Uncertainty Calibration for Counterfactual Propensity Estimation in Recommendation
Wenbo Hu, Xin Sun, Qiang liu, Le Wu, Liang Wang
TL;DR
The study tackles MNAR-induced bias in CVR prediction by exposing propensity-score miscalibration and introducing a model-agnostic uncertainty-calibration framework guided by Expected Calibration Error (ECE). It combines uncertainty quantification (e.g., MC-Dropout, Deep Ensembles, Dual Focal Loss) with post-processing calibration (Platt scaling) to produce calibrated propensity scores, supported by theoretical bias/generalization analyses. Empirical results on Coat Shopping, Yahoo! R3, and KuaiRand show that calibrated propensities reduce ECE and improve IPS- and DR-based CVR predictions, often surpassing SOTA debiasing methods. The work demonstrates that uncertainty calibration is crucial for reliable, unbiased recommendations in MNAR settings and offers practical guidance on calibration choices and efficiency considerations.
Abstract
Post-click conversion rate (CVR) is a reliable indicator of online customers' preferences, making it crucial for developing recommender systems. A major challenge in predicting CVR is severe selection bias, arising from users' inherent self-selection behavior and the system's item selection process. To mitigate this issue, the inverse propensity score (IPS) is employed to weight the prediction error of each observed instance.
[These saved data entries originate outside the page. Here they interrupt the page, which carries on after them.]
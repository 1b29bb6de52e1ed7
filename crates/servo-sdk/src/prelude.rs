//! Prelude - 常用类型的便捷导入
//!
//! ```rust
//! use servo_sdk::prelude::*;
//! ```

// 客户端层
pub use servo_client::{
    BlendCoordinator, CycleReport, MotionSession, RuntimeConfig, RuntimeState, SessionLifecycle,
    StreamingRuntime,
};

// 协议层
pub use servo_protocol::{
    CartesianPose, ControlModeParameters, DestinationSetpoint, ImpedanceParameters, MotionKind,
    MotionProfile, RedundancyInfo, ServoFlavor,
};

// 驱动层
pub use servo_driver::{ControllerChannel, CyclePacer};

// 工具层
pub use servo_tools::{StreamConfig, TimingStatistics};

// 错误类型
pub use servo_client::StreamError;
pub use servo_driver::DriverError;
pub use servo_protocol::ProtocolError;
pub use servo_tools::ConfigError;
However, current propensity score estimations are unreliable due to the lack of a quality measure. To address this, we evaluate the quality of propensity scores from the perspective of uncertainty calibration, proposing the use of Expected Calibration Error (ECE) as a measure of propensity-score quality, which quantifies the extent to which predicted probabilities are overconfident by assessing the difference between predicted probabilities and actual observed frequencies. Miscalibrated propensity scores can lead to distorted IPS weights, thereby compromising the debiasing process in CVR prediction. In this paper, we introduce a model-agnostic calibration framework for propensity-based debiasing of CVR predictions. Theoretical analysis on bias and generalization bounds demonstrates the superiority of calibrated propensity estimates over uncalibrated ones. Experiments conducted on the Coat, Yahoo and KuaiRand datasets show improved uncertainty calibration, as evidenced by lower ECE values, leading to enhanced CVR prediction outcomes.